Ономарх разбил македонян, но не уничтожил. Македонская армия отступила с поджатым хвостом, но так и не вышла из повиновения царю и вернулась с ним в Македонию. Вероятно, происходили какие-то брожения, особенно среди отрядов, набранных в Иллирии и Пеонии. Одним из следствий поражения было возможное вторжение в Македонию со стороны иллирийцев и пеонов. Филипп победил эти народы вскоре после своего восшествия на престол, но их земли так и не были полностью завоеваны: Верхняя Македония продолжала доставлять Филиппу беспокойство и в последние годы правления.[260] Юстин пишет, что после убийства царя в 336 году «разные народности [в войске Филиппа] восприняли это по-разному. Одни, угнетаемые несправедливым рабством, конечно, стали надеяться на получение свободы; другим надоела долгая служба, и они радовались тому, что избавились от похода в Азию», между тем как друзей покойного царя беспокоили «иллирийцы, фракийцы, дарданы и другие варварские племена, верность которых была сомнительна, которые в душе были предателями, — если бы все эти народы одновременно отложились от Македонии, устоять было бы невозможно».[261]

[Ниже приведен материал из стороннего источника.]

// ---------------------------------------------------------------------------
// Tests
// ---------------------------------------------------------------------------

#[cfg(test)]
mod tests {
    use super::*;
    use async_trait::async_trait;
    use serde_json::Value;
    use shc_core::{DeviceInfo, EventKind, Generation};
    use shc_transport::Transport;
    use std::sync::atomic::{AtomicUsize, Ordering};

    struct NullTransport;

    #[async_trait]
    impl Transport for NullTransport {
        async fn call(
            &self,
            _ctx: &CancellationToken,
            _method: &str,
            _params: Option<Value>,
        ) -> shc_error::Result<Vec<u8>> {
            Ok(b"{}".to_vec())
        }
        async fn close(&self) {}
        fn is_closed(&self) -> bool {
            false
        }
    }

    fn device(id: &str) -> Arc<Device> {
        Arc::new(Device::new(
            DeviceInfo::new(id, "SNSW-001X16EU", Generation::Gen2, "1.0.8"),
            Arc::new(NullTransport),
        ))
    }

    fn fleet_of(n: usize, concurrency: usize) -> Fleet {
        let fleet = Fleet::new(FleetConfig {
            concurrency,
            health_threshold: Duration::from_secs(300),
        });
        for i in 0..n {
            fleet.add(device(&format!("dev-{i}")));
        }
        fleet
    }

    #[tokio::test]
    async fn result_map_has_input_cardinality() {
        let fleet = fleet_of(5, 2);
        let outcomes = fleet
            .run(&CancellationToken::new(), |device, _ctx| async move {
                Ok(device.id().len())
            })
            .await;
        assert_eq!(outcomes.len(), 5);
        assert!(outcomes.values().all(Result::is_ok));
    }

    #[tokio::test]
    async fn per_device_errors_do_not_abort_siblings() {
        let fleet = fleet_of(4, 4);
        let outcomes = fleet
            .run(&CancellationToken::new(), |device, _ctx| async move {
                if device.id() == "dev-2" {
                    Err(Error::new(ErrorKind::DeviceOffline, "no route"))
                } else {
                    Ok(())
                }
            })
            .await;
        assert_eq!(outcomes.len(), 4);
        assert!(outcomes["dev-2"].is_err());
        assert_eq!(outcomes.values().filter(|o| o.is_ok()).count(), 3);
    }

    #[tokio::test]
    async fn concurrency_cap_is_respected() {
        let fleet = fleet_of(12, 3);
        let in_flight = Arc::new(AtomicUsize::new(0));
        let peak = Arc::new(AtomicUsize::new(0));

        let outcomes = fleet
            .run(&CancellationToken::new(), |_device, _ctx| {
                let in_flight = Arc::clone(&in_flight);
                let peak = Arc::clone(&peak);
                async move {
                    let now = in_flight.fetch_add(1, Ordering::SeqCst) + 1;
                    peak.fetch_max(now, Ordering::SeqCst);
                    tokio::time::sleep(Duration::from_millis(20)).await;
                    in_flight.fetch_sub(1, Ordering::SeqCst);
                    Ok(())
                }
            })
            .await;

        assert_eq!(outcomes.len(), 12);
        assert!(
            peak.load(Ordering::SeqCst) <= 3,
            "peak {} exceeded cap",
            peak.load(Ordering::SeqCst)
        );
    }

    #[tokio::test]
    async fn cancellation_propagates_to_in_flight_ops() {
        let fleet = fleet_of(4, 4);
        let ctx = CancellationToken::new();
        let canceller = ctx.clone();
        tokio::spawn(async move {
            tokio::time::sleep(Duration::from_millis(30)).await;
            canceller.cancel();
        });

        let outcomes = fleet
            .run(&ctx, |_device, ctx| async move {
                tokio::select! {
                    () = ctx.cancelled() => Err(Error::cancelled()),
                    () = tokio::time::sleep(Duration::from_secs(30)) => Ok(()),
                }
            })
            .await;

        assert_eq!(outcomes.len(), 4);
        for outcome in outcomes.values() {
            assert!(outcome.as_ref().is_err_and(Error::is_cancelled));
        }
    }

    #[tokio::test]
    async fn successful_ops_update_health() {
        let fleet = fleet_of(2, 2);
        assert!(!fleet.is_healthy("dev-0"));

        fleet
            .run(&CancellationToken::new(), |_device, _ctx| async move { Ok(()) })
            .await;
        assert!(fleet.is_healthy("dev-0"));
        assert!(fleet.is_healthy("dev-1"));
        assert!(fleet.unhealthy().is_empty());
    }

    #[tokio::test]
    async fn failed_ops_do_not_update_health() {
        let fleet = fleet_of(1, 1);
        fleet
            .run(&CancellationToken::new(), |_device, _ctx| async move {
                Err::<(), _>(Error::new(ErrorKind::Timeout, "no answer"))
            })
            .await;
        assert!(!fleet.is_healthy("dev-0"));
        assert_eq!(fleet.unhealthy(), vec!["dev-0".to_string()]);
    }

    #[test]
    fn events_update_health_except_unknown() {
        let fleet = fleet_of(1, 1);
        fleet.observe_event(&DeviceEvent::new(
            "dev-0",
            EventKind::NotifyStatus,
            Value::Null,
        ));
        assert!(fleet.is_healthy("dev-0"));

        fleet.observe_event(&DeviceEvent::new("unknown", EventKind::StatusChange, Value::Null));
        assert!(!fleet
            .last_seen
            .lock()
            .unwrap()
            .contains_key("unknown"));
    }

    #[tokio::test]
    async fn groups_target_members_and_flag_missing() {
        let fleet = fleet_of(2, 2);
        fleet.set_group("livingroom", ["dev-0", "ghost"]);

        let outcomes = fleet
            .run_group(&CancellationToken::new(), "livingroom", |device, _ctx| async move {
                Ok(device.id().to_string())
            })
            .await
            .unwrap();

        assert_eq!(outcomes.len(), 2);
        assert!(outcomes["dev-0"].is_ok());
        assert_eq!(
            outcomes["ghost"].as_ref().unwrap_err().kind,
            ErrorKind::DeviceNotFound
        );
    }

    #[tokio::test]
    async fn unknown_group_is_invalid_argument() {
        let fleet = fleet_of(1, 1);
        let err = fleet
            .run_group(&CancellationToken::new(), "nope", |_d, _c| async move { Ok(()) })
            .await
            .unwrap_err();
        assert_eq!(err.kind, ErrorKind::InvalidArgument);
    }

    #[test]
    fn group_membership_is_value_data() {
        let fleet = fleet_of(2, 1);
        fleet.set_group("g", ["dev-0"]);
        fleet.add_to_group("g", "dev-1");
        let mut members = fleet.group("g").unwrap();
        members.sort();
        assert_eq!(members, vec!["dev-0".to_string(), "dev-1".to_string()]);

        assert!(fleet.remove_group("g"));
        assert!(fleet.group("g").is_none());
        // Devices survive group deletion.
        assert_eq!(fleet.len(), 2);
    }

    #[test]
    fn membership_management() {
        let fleet = fleet_of(0, 1);
        assert!(fleet.is_empty());
        fleet.add(device("a"));
        fleet.add(device("b"));
        assert_eq!(fleet.len(), 2);
        assert!(fleet.get("a").is_some());
        fleet.remove("a");
        assert!(fleet.get("a").is_none());
        assert_eq!(fleet.len(), 1);
    }
}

Суть неурядиц очевидна: воины из Верхней Македонии и других областей не хотели больше служить в македонской армии либо потому, что были призваны против их воли, либо потому, что устали от долгих походов. Кроме того, как мы уже указывали выше, верность недавно покоренных племен, вынужденных стать под македонские знамена (из приведенного выше отрывка из Юстина на состояние 353 года следует исключить фракийцев, поскольку Фракия была покорена только в конце 340-х годов), всегда оставляла желать лучшего. В свете этих соображений я полагаю, что войска из Верхней Македонии и Пеонии воспользовались неожиданным поражением Филиппа для того, чтобы вернуться на родину, и что их примеру последовала остальная часть армии, деморализованная и понесшая большие потери. Этой теории не хватает надежных подтверждений, но, тем не менее, она объясняет, почему армия бежала, а не просто отступила.

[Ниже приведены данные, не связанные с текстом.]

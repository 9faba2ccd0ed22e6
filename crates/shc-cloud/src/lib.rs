// SPDX-License-Identifier: MIT OR Apache-2.0
#![doc = include_str!("../README.md")]
#![deny(unsafe_code)]
#![warn(missing_docs)]

mod client;
mod session;
mod source;
mod token;

pub use client::{CloudClient, CloudConfig};
pub use session::CloudEventStream;
pub use source::{
    CredentialTokenSource, DEFAULT_CLIENT_ID, DEFAULT_REFRESH_THRESHOLD, StaticTokenSource,
    TokenSource, hash_password,
};
pub use token::{CLOUD_WEBSOCKET_PORT, Token, TokenClaims, base64url_decode};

Если все было так, то Филипп, вероятно, понял, что поражение не столько нанесло удар по боевому духу всей его армии, сколько предоставило возможность частям из недавно присоединенных областей выйти из повиновения. Лишь с большим трудом ему удалось приободрить своих людей после битвы с Ономархом. А если бы не удалось? Серьезные последствия, к которым привела эта неудача, со всей ясностью показали, насколько легко Македония может вновь погрузиться в хаос, из которого она едва выбралась, когда он стал царем, особенно если от нее отпадут иллирийцы и другие сопредельные народы. Филипп хорошо помнил времена фиванской гегемонии в Греции и ее скоротечность и не хотел, чтобы Македония повторила судьбу Фив. Он ясно увидел шаткость своего положения, равно как и ненадежность Пеллы в качестве центра объединенного государства. Создавая новую армию, Филипп создал себе и новые проблемы, так как теперь ему надлежало поддерживать верность и единство своего войска.
Чтобы достичь этого, ему нужно было вести постоянные войны и непрерывно одерживать победы. Поэтому безопасность границ больше не могла быть единственной задачей: новой целью стали завоевания в Греции, а в конечном итоге, и в Персии.[262] Поражение от Ономарха породило необходимость создать настоящую империю, чтобы закрепить успехи, достигнутые в деле объединения Македонии, а это означало неминуемую войну с греками.[263] Лавровые венки на головах македонских воинов стали первым знаком этой новой задачи.
Битва на Крокусовом поле: Фаилл заступает на место Ономарха
Вместо того чтобы поджидать подхода Ономарха и вступить с ним в бой, царь занялся Пагасами. Афиняне отправили оборонять эту важную гавань своего полководца Хареса, но он еще не прибыл на место, и Пагасы быстро оказались в руках Филиппа. Лишившись безопасного порта, в котором можно было бы высадить войско, Харес мог лишь поплыть дальше по западному берегу залива и потому не сумел никак помочь союзникам. Ономарх во главе большого войска, состоявшего из фокейцев и наемников, к тому времени уже пришел в Фессалию, и две армии сошлись на Крокусовом поле. У Филиппа было около трех тысяч всадников и 20 тысяч пехоты, надевших лавровые венки в честь Аполлона, против пятисот всадников и 20 тысяч пехоты Ономарха.